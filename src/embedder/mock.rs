/// Mock embedder for testing purposes.
///
/// Hashes lower-cased word tokens into a fixed number of buckets (feature
/// hashing), so texts sharing words land close together. Deterministic and
/// free of ONNX Runtime or model files.
use std::hash::{DefaultHasher, Hash, Hasher};

use super::{Embedder, EmbedderError};

/// A bag-of-words hashing embedder.
pub struct MockEmbedder {
    pub dimensions: usize,
}

impl MockEmbedder {
    /// Create a new `MockEmbedder` with the given dimensionality.
    #[must_use]
    pub fn new(dimensions: usize) -> Self {
        Self {
            dimensions: dimensions.max(1),
        }
    }

    fn bucket(&self, hash: u64) -> (usize, f32) {
        let idx = (hash % self.dimensions as u64) as usize;
        let sign = if hash >> 63 == 0 { 1.0 } else { -1.0 };
        (idx, sign)
    }
}

impl Default for MockEmbedder {
    fn default() -> Self {
        Self { dimensions: 384 }
    }
}

impl Embedder for MockEmbedder {
    fn embed(&self, text: &str) -> Result<Vec<f32>, EmbedderError> {
        let mut embedding = vec![0.0f32; self.dimensions];

        for token in text
            .split(|c: char| !c.is_alphanumeric())
            .filter(|t| !t.is_empty())
        {
            let mut hasher = DefaultHasher::new();
            token.to_lowercase().hash(&mut hasher);
            let hash = hasher.finish();

            // Two buckets per token keep distinct words from colliding outright.
            let (a, sign_a) = self.bucket(hash);
            let (b, sign_b) = self.bucket(hash.rotate_left(32));
            embedding[a] += sign_a;
            embedding[b] += 0.5 * sign_b;
        }

        let norm_sq: f32 = embedding.iter().map(|v| v * v).sum();
        if norm_sq > 0.0 {
            let inv = 1.0 / norm_sq.sqrt();
            for v in &mut embedding {
                *v *= inv;
            }
        } else {
            // No tokens: a fixed unit vector keeps cosine distance defined.
            embedding[0] = 1.0;
        }

        Ok(embedding)
    }

    fn embed_batch(&self, texts: &[&str]) -> Result<Vec<Vec<f32>>, EmbedderError> {
        texts.iter().map(|t| self.embed(t)).collect()
    }

    fn dimensions(&self) -> usize {
        self.dimensions
    }
}
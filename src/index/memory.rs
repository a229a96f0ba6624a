//! In-memory vector index with exact cosine search.
use super::{IndexError, SearchHit, VectorIndex, check_dimensions, check_lengths};
use crate::config::IndexBackend;
use crate::indexer::Chunk;

struct Entry {
    content: String,
    position: usize,
    embedding: Vec<f32>,
}

/// Brute-force index held entirely in process memory.
pub struct MemoryIndex {
    dimensions: usize,
    entries: Vec<Entry>,
}

impl MemoryIndex {
    #[must_use]
    pub fn new(dimensions: usize) -> Self {
        Self {
            dimensions,
            entries: Vec::new(),
        }
    }
}

impl VectorIndex for MemoryIndex {
    fn backend(&self) -> IndexBackend {
        IndexBackend::Memory
    }

    fn rebuild(&mut self, chunks: &[Chunk], embeddings: &[Vec<f32>]) -> Result<(), IndexError> {
        check_lengths(chunks, embeddings)?;
        for embedding in embeddings {
            check_dimensions(self.dimensions, embedding)?;
        }

        self.entries = chunks
            .iter()
            .zip(embeddings)
            .map(|(chunk, embedding)| Entry {
                content: chunk.content.clone(),
                position: chunk.position,
                embedding: embedding.clone(),
            })
            .collect();
        Ok(())
    }

    fn search(&self, query: &[f32], top_k: usize) -> Result<Vec<SearchHit>, IndexError> {
        check_dimensions(self.dimensions, query)?;

        let mut scored: Vec<(f64, &Entry)> = self
            .entries
            .iter()
            .map(|e| (cosine_similarity(query, &e.embedding), e))
            .collect();

        scored.sort_by(|(sa, ea), (sb, eb)| {
            sb.total_cmp(sa)
                .then_with(|| ea.position.cmp(&eb.position))
        });

        Ok(scored
            .into_iter()
            .take(top_k)
            .map(|(similarity, e)| SearchHit {
                content: e.content.clone(),
                position: e.position,
                similarity,
            })
            .collect())
    }

    fn len(&self) -> Result<usize, IndexError> {
        Ok(self.entries.len())
    }
}

/// Cosine similarity; zero when either vector has no magnitude.
fn cosine_similarity(a: &[f32], b: &[f32]) -> f64 {
    let (mut dot, mut norm_a, mut norm_b) = (0.0f64, 0.0f64, 0.0f64);
    for (x, y) in a.iter().zip(b) {
        let (x, y) = (f64::from(*x), f64::from(*y));
        dot += x * y;
        norm_a += x * x;
        norm_b += y * y;
    }
    if norm_a == 0.0 || norm_b == 0.0 {
        return 0.0;
    }
    (dot / (norm_a.sqrt() * norm_b.sqrt())).clamp(-1.0, 1.0)
}

#[cfg(test)]
mod tests {
    use super::*;

    fn chunk(position: usize, content: &str) -> Chunk {
        Chunk {
            content: content.to_string(),
            position,
            start: 0,
            end: content.len(),
        }
    }

    fn axis(dims: usize, i: usize) -> Vec<f32> {
        let mut v = vec![0.0; dims];
        v[i] = 1.0;
        v
    }

    #[test]
    fn test_cosine_similarity() {
        assert!((cosine_similarity(&[1.0, 0.0], &[1.0, 0.0]) - 1.0).abs() < 1e-9);
        assert!(cosine_similarity(&[1.0, 0.0], &[0.0, 1.0]).abs() < 1e-9);
        assert!((cosine_similarity(&[1.0, 0.0], &[-2.0, 0.0]) + 1.0).abs() < 1e-9);
        assert_eq!(cosine_similarity(&[0.0, 0.0], &[1.0, 0.0]), 0.0);
    }

    #[test]
    fn test_search_orders_by_similarity() {
        let mut index = MemoryIndex::new(4);
        let chunks = vec![chunk(0, "zero"), chunk(1, "one"), chunk(2, "two")];
        let embeddings = vec![axis(4, 0), axis(4, 1), vec![0.7, 0.7, 0.0, 0.0]];
        index.rebuild(&chunks, &embeddings).unwrap();

        let hits = index.search(&axis(4, 1), 3).unwrap();
        let order: Vec<usize> = hits.iter().map(|h| h.position).collect();
        assert_eq!(order, vec![1, 2, 0]);
        assert!((hits[0].similarity - 1.0).abs() < 1e-6);
    }

    #[test]
    fn test_search_returns_min_of_k_and_len() {
        let mut index = MemoryIndex::new(4);
        index
            .rebuild(&[chunk(0, "a"), chunk(1, "b")], &[axis(4, 0), axis(4, 1)])
            .unwrap();
        assert_eq!(index.search(&axis(4, 0), 3).unwrap().len(), 2);
        assert_eq!(index.search(&axis(4, 0), 1).unwrap().len(), 1);
    }

    #[test]
    fn test_ties_break_by_position() {
        let mut index = MemoryIndex::new(2);
        let chunks = vec![chunk(0, "a"), chunk(1, "b"), chunk(2, "c")];
        let same = vec![1.0, 0.0];
        index
            .rebuild(&chunks, &[same.clone(), same.clone(), same.clone()])
            .unwrap();
        let hits = index.search(&same, 2).unwrap();
        assert_eq!(hits[0].position, 0);
        assert_eq!(hits[1].position, 1);
    }

    #[test]
    fn test_rebuild_replaces_entries() {
        let mut index = MemoryIndex::new(2);
        index
            .rebuild(&[chunk(0, "a"), chunk(1, "b")], &[vec![1.0, 0.0], vec![0.0, 1.0]])
            .unwrap();
        index.rebuild(&[chunk(0, "c")], &[vec![1.0, 0.0]]).unwrap();
        assert_eq!(index.len().unwrap(), 1);
        assert_eq!(index.search(&[1.0, 0.0], 3).unwrap()[0].content, "c");
    }

    #[test]
    fn test_dimension_mismatch() {
        let mut index = MemoryIndex::new(3);
        let err = index.rebuild(&[chunk(0, "a")], &[vec![1.0]]).unwrap_err();
        assert!(matches!(
            err,
            IndexError::DimensionMismatch {
                expected: 3,
                actual: 1
            }
        ));
        assert!(index.search(&[1.0, 0.0], 1).is_err());
    }

    #[test]
    fn test_empty_index() {
        let index = MemoryIndex::new(2);
        assert!(index.is_empty().unwrap());
        assert!(index.search(&[1.0, 0.0], 3).unwrap().is_empty());
    }
}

****************************************

WORK TO COMPLETE
Precisely the lines between those holding "fn axis(dims: usize, i: usize)" and "assert!((cosine_similarity(&[1.0, 0.0], &[-2.0, 0.0])", inclusive, are to be reproduced from the listing above, with nothing added.

ANSWER BOX
    fn axis(dims: usize, i: usize) -> Vec<f32> {
        let mut v = vec![0.0; dims];
        v[i] = 1.0;
        v
    }

    #[test]
    fn test_cosine_similarity() {
        assert!((cosine_similarity(&[1.0, 0.0], &[1.0, 0.0]) - 1.0).abs() < 1e-9);
        assert!(cosine_similarity(&[1.0, 0.0], &[0.0, 1.0]).abs() < 1e-9);
        assert!((cosine_similarity(&[1.0, 0.0], &[-2.0, 0.0]) + 1.0).abs() < 1e-9);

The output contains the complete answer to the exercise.